The holes may require a small bit of tweaking using a high quality round file. The original holes are oval shaped but are located by placing the hole saw in the cab end of the oval and drilling through. Mine worked out perfectly with just a bit of deburring required using a round file.
I also used a 7/16 inch transfer punch and a 7/16 inch drill bit to transfer the mounting rivet holes for the rear spring bracket and the engine crossmember. I replaced the all the rivets with grade 8 7/16" bolts and grade 5 hardened washers in conjunction with self locking nuts. There was one hole on each side of the 2WD frame that was touching one of the new holes for the new shock bracket mounting holes that I welded up on each side of the 2WD frame. This hole is the rearmost rivet hole that goes through the 2WD inner and outer mounting brackets on the frame. The other option would be to mount the bracket and add a third hole by drilling through both parts.
On the front spring hanger bracket mounting brackets there was an 1/16 inch gap between the hanger and frame because of the very slight differences between the crew frame and the 92 frame.
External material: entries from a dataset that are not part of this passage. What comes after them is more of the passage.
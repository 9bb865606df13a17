//! Realty Gateway - the edge gateway of the realty marketplace.
//!
//! Every client request enters through this crate. It establishes who the
//! caller is from a bearer credential, applies the route's access policy,
//! throttles abusive traffic and forwards the request to the backend service
//! that owns the path, with the verified identity attached as trusted headers.
//!
//! # Features
//! - Declarative route table (method + path pattern → service, rewrite, access
//!   policy, limiter class) with deterministic precedence
//! - Administrative namespace resolved by domain segment
//! - HS256 bearer credential verification with issuer / audience checks
//! - Access policies: public, optional, required, role, remote permission and
//!   shared internal credential
//! - Fixed-window rate limiting (default, login and webhook classes) with
//!   `X-RateLimit-*` headers and periodic bucket sweeping
//! - Streaming reverse proxy with hop-by-hop stripping and `X-Forwarded-*`
//! - Uniform JSON error envelope carrying the request trace id
//! - Prometheus metrics & structured tracing via `tracing`
//! - Graceful shutdown with a bounded drain window
//!
//! # Quick Example
//! ```no_run
//! use std::{sync::Arc, time::Duration};
//!
//! use realty_gateway::{
//!     HttpClientAdapter, HttpHandler, MemoryRateLimitStore, PermissionClient, RateLimiter,
//!     build_router,
//! };
//!
//! # #[tokio::main] async fn main() -> eyre::Result<()> {
//! let cfg = Arc::new(realty_gateway::config::load_config("config.toml").await?);
//! let limiter = Arc::new(RateLimiter::new(
//!     Arc::new(MemoryRateLimitStore::new()),
//!     cfg.rate_limits.clone(),
//! ));
//! let handler = Arc::new(HttpHandler::new(
//!     cfg.clone(),
//!     Arc::new(HttpClientAdapter::new(Duration::from_secs(30))?),
//!     Arc::new(PermissionClient::new(&cfg.authority)?),
//!     limiter,
//! ));
//! handler.mark_ready();
//! let app = build_router(handler);
//! # let _ = app;
//! # Ok(()) }
//! ```
//!
//! # Architecture
//! The crate separates **ports** (traits) from **adapters** (implementations) while keeping
//! the request semantics (dispatch, identity, policy, limiting, forwarding) inside `core`.
//!
//! # Error Handling
//! Startup and configuration return `eyre::Result<T>` with `WrapErr` context. Request-path
//! failures are closed `thiserror` enums that render the JSON error envelope.
//!
//! # Concurrency & Data Structures
//! Rate-limit buckets live in an `scc::HashMap`; each key is updated under its own entry
//! lock, so concurrent requests never lose an increment.
pub mod config;
pub mod metrics;
pub mod ports;
pub mod tracing_setup;
pub mod utils;

pub mod adapters;
pub mod core;

// Re-export the specific types needed by the binary crate
pub use crate::{
    adapters::{
        HttpClientAdapter, HttpHandler, MemoryRateLimitStore, PermissionClient, build_router,
    },
    core::{Dispatcher, GatewayError, RateLimiter},
    ports::http_client::HttpClient,
    utils::GracefulShutdown,
};
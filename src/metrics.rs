//! Metrics helpers for the gateway.
//!
//! Thin wrappers over the `metrics` crate macros plus an RAII timer. The
//! binary installs a Prometheus recorder at startup and `GET /metrics`
//! renders its handle; without a recorder every call here is a no-op.
//!
//! Provided metrics (labels vary by family):
//! * `gateway_requests_total` (counter: route, method, status)
//! * `gateway_request_duration_seconds` (histogram: route, method)
//! * `gateway_upstream_requests_total` (counter: service, status)
//! * `gateway_upstream_request_duration_seconds` (histogram: service)
//! * `gateway_rate_limit_denied_total` (counter: limiter)
//! * `gateway_rate_limit_store_errors_total` (counter: limiter)
//! * `gateway_rate_limit_buckets` (gauge)
//! * `gateway_auth_failures_total` (counter: code)
//! * `gateway_permission_checks_total` (counter: outcome)
use std::time::{Duration, Instant};

use eyre::{Result, WrapErr};
use metrics::{
    Unit, counter, describe_counter, describe_gauge, describe_histogram, gauge, histogram,
};
use metrics_exporter_prometheus::{PrometheusBuilder, PrometheusHandle};
use once_cell::sync::Lazy;
use tokio::task::JoinHandle;

use crate::utils::graceful_shutdown::ShutdownToken;

pub const GATEWAY_REQUESTS_TOTAL: &str = "gateway_requests_total";
pub const GATEWAY_REQUEST_DURATION_SECONDS: &str = "gateway_request_duration_seconds";
pub const GATEWAY_UPSTREAM_REQUESTS_TOTAL: &str = "gateway_upstream_requests_total";
pub const GATEWAY_UPSTREAM_REQUEST_DURATION_SECONDS: &str =
    "gateway_upstream_request_duration_seconds";
pub const GATEWAY_RATE_LIMIT_DENIED_TOTAL: &str = "gateway_rate_limit_denied_total";
pub const GATEWAY_RATE_LIMIT_STORE_ERRORS_TOTAL: &str = "gateway_rate_limit_store_errors_total";
pub const GATEWAY_RATE_LIMIT_BUCKETS: &str = "gateway_rate_limit_buckets";
pub const GATEWAY_AUTH_FAILURES_TOTAL: &str = "gateway_auth_failures_total";
pub const GATEWAY_PERMISSION_CHECKS_TOTAL: &str = "gateway_permission_checks_total";

static DESCRIBED: Lazy<()> = Lazy::new(|| {
    describe_counter!(
        GATEWAY_REQUESTS_TOTAL,
        Unit::Count,
        "Total number of HTTP requests processed by the gateway."
    );
    describe_histogram!(
        GATEWAY_REQUEST_DURATION_SECONDS,
        Unit::Seconds,
        "Latency of HTTP requests processed by the gateway."
    );
    describe_counter!(
        GATEWAY_UPSTREAM_REQUESTS_TOTAL,
        Unit::Count,
        "Total number of requests forwarded to backend services."
    );
    describe_histogram!(
        GATEWAY_UPSTREAM_REQUEST_DURATION_SECONDS,
        Unit::Seconds,
        "Latency of requests forwarded to backend services."
    );
    describe_counter!(
        GATEWAY_RATE_LIMIT_DENIED_TOTAL,
        Unit::Count,
        "Requests rejected with 429, by limiter."
    );
    describe_counter!(
        GATEWAY_RATE_LIMIT_STORE_ERRORS_TOTAL,
        Unit::Count,
        "Limiter store failures (request admitted)."
    );
    describe_gauge!(
        GATEWAY_RATE_LIMIT_BUCKETS,
        "Live rate-limit buckets after the last sweep."
    );
    describe_counter!(
        GATEWAY_AUTH_FAILURES_TOTAL,
        Unit::Count,
        "Authentication and authorization rejections, by error code."
    );
    describe_counter!(
        GATEWAY_PERMISSION_CHECKS_TOTAL,
        Unit::Count,
        "Calls to the permission authority, by outcome."
    );
});

/// Register metric descriptions (idempotent).
pub fn init_metrics() {
    Lazy::force(&DESCRIBED);
}

/// Install the global Prometheus recorder and return the handle used to
/// render `GET /metrics`. Fails if another recorder is already installed.
pub fn install_prometheus_recorder() -> Result<PrometheusHandle> {
    let handle = PrometheusBuilder::new()
        .install_recorder()
        .wrap_err("Failed to install Prometheus metrics recorder")?;
    init_metrics();
    Ok(handle)
}

/// Periodically drain histogram buffers held by the recorder. Without it,
/// histogram samples accumulate between scrapes.
pub fn spawn_upkeep(
    handle: PrometheusHandle,
    interval: Duration,
    mut shutdown: ShutdownToken,
) -> JoinHandle<()> {
    tokio::spawn(async move {
        let mut ticker = tokio::time::interval(interval);
        ticker.tick().await;
        loop {
            tokio::select! {
                _ = ticker.tick() => handle.run_upkeep(),
                reason = shutdown.wait_for_shutdown() => {
                    tracing::debug!("Metrics upkeep stopping: {:?}", reason);
                    break;
                }
            }
        }
    })
}

pub fn increment_request_total(route: &str, method: &str, status: u16) {
    counter!(
        GATEWAY_REQUESTS_TOTAL,
        "route" => route.to_string(),
        "method" => method.to_string(),
        "status" => status.to_string()
    )
    .increment(1);
}

pub fn record_request_duration(route: &str, method: &str, duration: Duration) {
    histogram!(
        GATEWAY_REQUEST_DURATION_SECONDS,
        "route" => route.to_string(),
        "method" => method.to_string()
    )
    .record(duration.as_secs_f64());
}

/// Count a forwarded request. `status` is 0 when the backend never answered.
pub fn increment_upstream_request_total(service: &str, status: u16) {
    counter!(
        GATEWAY_UPSTREAM_REQUESTS_TOTAL,
        "service" => service.to_string(),
        "status" => status.to_string()
    )
    .increment(1);
}

pub fn record_upstream_request_duration(service: &str, duration: Duration) {
    histogram!(
        GATEWAY_UPSTREAM_REQUEST_DURATION_SECONDS,
        "service" => service.to_string()
    )
    .record(duration.as_secs_f64());
}

pub fn increment_rate_limit_denied(limiter: &str) {
    counter!(GATEWAY_RATE_LIMIT_DENIED_TOTAL, "limiter" => limiter.to_string()).increment(1);
}

pub fn increment_rate_limit_store_error(limiter: &str) {
    counter!(GATEWAY_RATE_LIMIT_STORE_ERRORS_TOTAL, "limiter" => limiter.to_string())
        .increment(1);
}

pub fn set_rate_limit_buckets(count: usize) {
    gauge!(GATEWAY_RATE_LIMIT_BUCKETS).set(count as f64);
}

pub fn increment_auth_failure(code: &str) {
    counter!(GATEWAY_AUTH_FAILURES_TOTAL, "code" => code.to_string()).increment(1);
}

/// `outcome` is one of `allowed`, `denied` or `error`.
pub fn increment_permission_check(outcome: &str) {
    counter!(GATEWAY_PERMISSION_CHECKS_TOTAL, "outcome" => outcome.to_string()).increment(1);
}

/// RAII helper measuring an upstream call; records on drop so early returns
/// and errors are still timed.
pub struct UpstreamTimer {
    start: Instant,
    service: String,
}

impl UpstreamTimer {
    pub fn new(service: &str) -> Self {
        Self {
            start: Instant::now(),
            service: service.to_string(),
        }
    }
}

impl Drop for UpstreamTimer {
    fn drop(&mut self) {
        record_upstream_request_duration(&self.service, self.start.elapsed());
    }
}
I simply made shims that that were drilled for the hanger bolts to pass through which keep the shims in place. For me this was the easiest method for locating the new holes.Transmission crossmember brackets and mounting; 2WD automatic to 5 speed 4WD:
Also if not already noted the 4WD passenger side upper crossmember mounting bracket brace has a relief formed for exhaust pipe clearance that the earlier gasser may not have. Since I went from a 2WD automatic to 4WD 5 speed the transmission crossmember needed relocating. Again I cheated by setting the engine and transmission assembly in the frame and used the mounts to locate. What I found was there was only two of the original holes (1 0n each side) lined up. The other 2WD hole is circled in this picture. This is looking at the passenger side of the frame. F=front of frame. I mounted the crossmember using those holes and then used the crossmember as a template to the new holes using the same method mentioned earlier.
Then you end up with the new circled holes for the 4WD crossmember and upper frame brace:
Then I removed the engine & trans assembly and mounted the upper frame brackets to the center section of the crossmember. Then I staggered two new upper bracket holes by drilling through the frame and upper bracket for one hole and just drilling through the remaining hole that already lined up in the frame with the bracket below. Everything now fits exactly as it was in the 1992 frame. Note the exhaust pipe relief that is visible in the upper support brace for the 4WD transmission crossmember in the final picture.
And as a side note, ALL of my metal cutting tools were made by Morse which held up quite well compared to Wallymart or the Harbor tools.
My completed truck, provided I live long enough, will be a W250 crew cab with 6 foot bed. The bed BTW came from Arizona.
The Cummins donor truck that I scrapped was from here in PA. The body from that truck actually shed enough rust to fill up a 6 gallon plastic bucket. There are justifiable reasons to do a 4WD conversion especially if you are an older person that may not have an unlimited amount of time to complete the project.